Accordingly, we set aside the findings and sentence. A rehearing on the offenses is authorized by the same or different convening authority.

Judge LANDEN concurs.

. During oral argument, government counsel conceded that the military judge improperly found the victim unavailable to testify at trial.

. Not only were the medical reports not properly authenticated, there is no evidence of record establishing that the reports were done by qualified experts or that the opinions expressed in the reports relied upon proper facts or data. Mil.R.Evid. 702 and 703.

. Although the military judge did his "particularized guarantee of trustworthiness” analysis under MiI.R.Evid. 804(b)(5), the standard for analysis for Mil.R.Evid. 803(24) is the same.

. We note that a hearsay statement admitted at trial is much less likely to offend the Confrontation Clause when the declarant is available to testify under cross-examination.

. This factual conclusion is a close call in light of United States v. Arnold, 25 M.J. 129 (C.M.A. 1987) cert. denied 484 U.S. 1060, 108 S.Ct. 1015, 98 L.Ed.2d 980 (1987); but, we give the military judge, and thus the government, the benefit of the doubt.

. The once required corpus delicti rule, Smith v. United States, 348 U.S. 147, 75 S.Ct. 194, 99 L.Ed. 192 (1954), is no longer applicable; but independent corroborative evidence is still required to implicate the accused to the extent *584that the fact-finder is satisfied his confession is true and that a crime was committed.
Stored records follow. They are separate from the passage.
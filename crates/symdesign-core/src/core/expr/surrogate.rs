use super::EvalError;
use std::collections::HashMap;
use std::fmt;
use std::sync::Arc;

/// An opaque numeric model usable inside expressions.
///
/// Implementations receive a fixed-arity input vector and return a single scalar. Trained
/// regressors, closed-form drag or power relationships and environment models all sit behind
/// this interface so the solver never depends on how a value is produced.
pub trait Surrogate: Send + Sync {
    fn name(&self) -> &str;

    fn arity(&self) -> usize;

    fn evaluate(&self, inputs: &[f64]) -> Result<f64, EvalError>;
}

/// Adapts a plain closure into a [`Surrogate`].
pub struct FnSurrogate<F> {
    name: String,
    arity: usize,
    func: F,
}

impl<F> FnSurrogate<F>
where
    F: Fn(&[f64]) -> f64 + Send + Sync,
{
    pub fn new(name: impl Into<String>, arity: usize, func: F) -> Self {
        Self {
            name: name.into(),
            arity,
            func,
        }
    }
}

impl<F> Surrogate for FnSurrogate<F>
where
    F: Fn(&[f64]) -> f64 + Send + Sync,
{
    fn name(&self) -> &str {
        &self.name
    }

    fn arity(&self) -> usize {
        self.arity
    }

    fn evaluate(&self, inputs: &[f64]) -> Result<f64, EvalError> {
        if inputs.len() != self.arity {
            return Err(EvalError::Arity {
                name: self.name.clone(),
                expected: self.arity,
                actual: inputs.len(),
            });
        }
        let value = (self.func)(inputs);
        if value.is_finite() {
            Ok(value)
        } else {
            Err(EvalError::Surrogate {
                name: self.name.clone(),
                message: format!("non-finite output {}", value),
            })
        }
    }
}

impl<F> fmt::Debug for FnSurrogate<F> {
    fn fmt(&self, f: &mut fmt::Formatter<'_>) -> fmt::Result {
        f.debug_struct("FnSurrogate")
            .field("name", &self.name)
            .field("arity", &self.arity)
            .finish()
    }
}

/// Maps physical inputs into the unit range a trained model expects before delegating.
///
/// Each input `x` with range `(lo, hi)` is passed on as `(x - lo) / (hi - lo)`.
pub struct NormalizedSurrogate {
    inner: Arc<dyn Surrogate>,
    ranges: Vec<(f64, f64)>,
}

impl NormalizedSurrogate {
    pub fn new(inner: Arc<dyn Surrogate>, ranges: Vec<(f64, f64)>) -> Result<Self, EvalError> {
        if ranges.len() != inner.arity() {
            return Err(EvalError::Arity {
                name: inner.name().to_string(),
                expected: inner.arity(),
                actual: ranges.len(),
            });
        }
        if let Some(&(lo, hi)) = ranges.iter().find(|(lo, hi)| hi <= lo) {
            return Err(EvalError::Surrogate {
                name: inner.name().to_string(),
                message: format!("empty normalization range [{}, {}]", lo, hi),
            });
        }
        Ok(Self { inner, ranges })
    }
}

impl Surrogate for NormalizedSurrogate {
    fn name(&self) -> &str {
        self.inner.name()
    }

    fn arity(&self) -> usize {
        self.inner.arity()
    }

    fn evaluate(&self, inputs: &[f64]) -> Result<f64, EvalError> {
        let normalized: Vec<f64> = inputs
            .iter()
            .zip(&self.ranges)
            .map(|(x, (lo, hi))| (x - lo) / (hi - lo))
            .collect();
        self.inner.evaluate(&normalized)
    }
}

/// Named surrogates available to the expression parser.
#[derive(Default, Clone)]
pub struct SurrogateRegistry {
    surrogates: HashMap<String, Arc<dyn Surrogate>>,
}

impl SurrogateRegistry {
    pub fn new() -> Self {
        Self::default()
    }

    /// Registers a surrogate under its own name, replacing any previous entry.
    pub fn register(&mut self, surrogate: Arc<dyn Surrogate>) {
        self.surrogates
            .insert(surrogate.name().to_string(), surrogate);
    }

    pub fn get(&self, name: &str) -> Option<&Arc<dyn Surrogate>> {
        self.surrogates.get(name)
    }

    pub fn names(&self) -> impl Iterator<Item = &str> {
        self.surrogates.keys().map(String::as_str)
    }

    pub fn len(&self) -> usize {
        self.surrogates.len()
    }

    pub fn is_empty(&self) -> bool {
        self.surrogates.is_empty()
    }
}

#[cfg(test)]
mod tests {
    use super::*;

    #[test]
    fn fn_surrogate_rejects_wrong_arity() {
        let s = FnSurrogate::new("sum", 2, |v: &[f64]| v.iter().sum());
        assert_eq!(s.evaluate(&[1.0, 2.0]).unwrap(), 3.0);
        assert!(matches!(
            s.evaluate(&[1.0]),
            Err(EvalError::Arity { expected: 2, actual: 1, .. })
        ));
    }

    #[test]
    fn fn_surrogate_reports_non_finite_output() {
        let s = FnSurrogate::new("inv", 1, |v: &[f64]| 1.0 / v[0]);
        assert!(matches!(
            s.evaluate(&[0.0]),
            Err(EvalError::Surrogate { .. })
        ));
    }

    #[test]
    fn normalized_surrogate_maps_inputs_into_unit_range() {
        let identity: Arc<dyn Surrogate> =
            Arc::new(FnSurrogate::new("first", 2, |v: &[f64]| v[0] + 10.0 * v[1]));
        let s = NormalizedSurrogate::new(identity, vec![(0.0, 4.0), (10.0, 20.0)]).unwrap();
        let value = s.evaluate(&[1.0, 15.0]).unwrap();
        assert!((value - (0.25 + 5.0)).abs() < 1e-12);
    }

    #[test]
    fn normalized_surrogate_rejects_mismatched_or_empty_ranges() {
        let inner: Arc<dyn Surrogate> = Arc::new(FnSurrogate::new("f", 1, |v: &[f64]| v[0]));
        assert!(NormalizedSurrogate::new(inner.clone(), vec![]).is_err());
        assert!(NormalizedSurrogate::new(inner, vec![(1.0, 1.0)]).is_err());
    }

    #[test]
    fn registry_looks_up_by_name() {
        let mut registry = SurrogateRegistry::new();
        registry.register(Arc::new(FnSurrogate::new("drag", 1, |v: &[f64]| v[0])));
        assert_eq!(registry.len(), 1);
        assert!(registry.get("drag").is_some());
        assert!(registry.get("lift").is_none());
    }
}
use super::constraints::Problem;
use super::error::EngineError;
use crate::core::expr::Bindings;
use rand::Rng;
use tracing::{debug, instrument};

/// A batch of candidate design points stored row-major in one flat buffer.
///
/// Every point has one coordinate per problem unknown, in problem order.
#[derive(Debug, Clone, PartialEq)]
pub struct PointCloud {
    dimension: usize,
    data: Vec<f64>,
}

impl PointCloud {
    pub fn new(dimension: usize) -> Self {
        Self {
            dimension,
            data: Vec::new(),
        }
    }

    /// Builds a cloud from explicit rows, each of which must have `dimension` coordinates.
    pub fn from_rows<R: AsRef<[f64]>>(dimension: usize, rows: &[R]) -> Result<Self, EngineError> {
        let mut cloud = Self::new(dimension);
        for (i, row) in rows.iter().enumerate() {
            let row = row.as_ref();
            if row.len() != dimension {
                return Err(EngineError::Internal(format!(
                    "Row {} has {} coordinates, expected {}",
                    i,
                    row.len(),
                    dimension
                )));
            }
            cloud.data.extend_from_slice(row);
        }
        Ok(cloud)
    }

    /// Draws `count` points uniformly inside the problem bounds.
    #[instrument(level = "debug", skip_all, fields(count = count))]
    pub fn generate(problem: &Problem, count: usize, rng: &mut impl Rng) -> Self {
        let dimension = problem.dimension();
        let mut data = Vec::with_capacity(count * dimension);
        for _ in 0..count {
            for (lo, hi) in problem.lower().iter().zip(problem.upper()) {
                data.push(rng.gen_range(*lo..=*hi));
            }
        }
        Self { dimension, data }
    }

    /// A single-point cloud holding `seed` restricted to the problem unknowns.
    pub fn from_seed(problem: &Problem, seed: &impl Bindings) -> Result<Self, EngineError> {
        let mut point = Vec::with_capacity(problem.dimension());
        for name in problem.unknowns() {
            let value = seed.value_of(name).ok_or_else(|| {
                EngineError::Configuration(format!("Seed design has no value for '{}'", name))
            })?;
            if !value.is_finite() {
                return Err(EngineError::Configuration(format!(
                    "Seed value of '{}' is not finite",
                    name
                )));
            }
            point.push(value);
        }
        problem.clamp(&mut point);
        Ok(Self {
            dimension: problem.dimension(),
            data: point,
        })
    }

    pub fn dimension(&self) -> usize {
        self.dimension
    }

    pub fn len(&self) -> usize {
        self.data.len().checked_div(self.dimension).unwrap_or(0)
    }

    pub fn is_empty(&self) -> bool {
        self.len() == 0
    }

    pub fn point(&self, index: usize) -> &[f64] {
        let start = index * self.dimension;
        &self.data[start..start + self.dimension]
    }

    pub fn points(&self) -> std::slice::ChunksExact<'_, f64> {
        self.data.chunks_exact(self.dimension.max(1))
    }

    /// Row-major coordinates of every point.
    pub fn as_slice(&self) -> &[f64] {
        &self.data
    }

    pub(crate) fn as_mut_slice(&mut self) -> &mut [f64] {
        &mut self.data
    }

    pub fn push(&mut self, point: &[f64]) {
        debug_assert_eq!(point.len(), self.dimension);
        self.data.extend_from_slice(point);
    }

    /// Keeps only the points whose flag in `keep` is set.
    pub fn retain_mask(self, keep: &[bool]) -> Self {
        let mut kept = Self::new(self.dimension);
        for (point, &flag) in self.points().zip(keep) {
            if flag {
                kept.data.extend_from_slice(point);
            }
        }
        kept
    }

    /// Appends `count` jittered copies of existing points.
    ///
    /// Each copy starts from a uniformly chosen existing point (with replacement) and moves
    /// every coordinate by a uniform offset within ±`resolution × multiplier`, clamped to the
    /// bounds. An empty cloud stays empty.
    #[instrument(level = "debug", skip_all, fields(count = count, multiplier = multiplier))]
    pub fn add_mutations(
        &mut self,
        problem: &Problem,
        count: usize,
        multiplier: f64,
        rng: &mut impl Rng,
    ) {
        let sources = self.len();
        if sources == 0 || count == 0 {
            return;
        }
        self.data.reserve(count * self.dimension);
        let mut mutant = vec![0.0; self.dimension];
        for _ in 0..count {
            let source = rng.gen_range(0..sources);
            mutant.copy_from_slice(self.point(source));
            for (x, step) in mutant.iter_mut().zip(problem.resolutions()) {
                let span = step * multiplier;
                *x += rng.gen_range(-span..=span);
            }
            problem.clamp(&mut mutant);
            self.data.extend_from_slice(&mutant);
        }
        debug!(sources, added = count, total = self.len(), "Cloud mutated.");
    }
}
. The evidence that we refer to here is that presented during the Government's motion in limine. For some unexplained reason, the Government failed to present the evidence on the merits. Rounds, 30 M.J. at 81 n. 3. Additionally, the military judge never made a Mil.R. Evid. 304(g) ruling that sufficient independent evidence was established by the government to corroborate the appellant's confession because the issue was not raised at the trial level.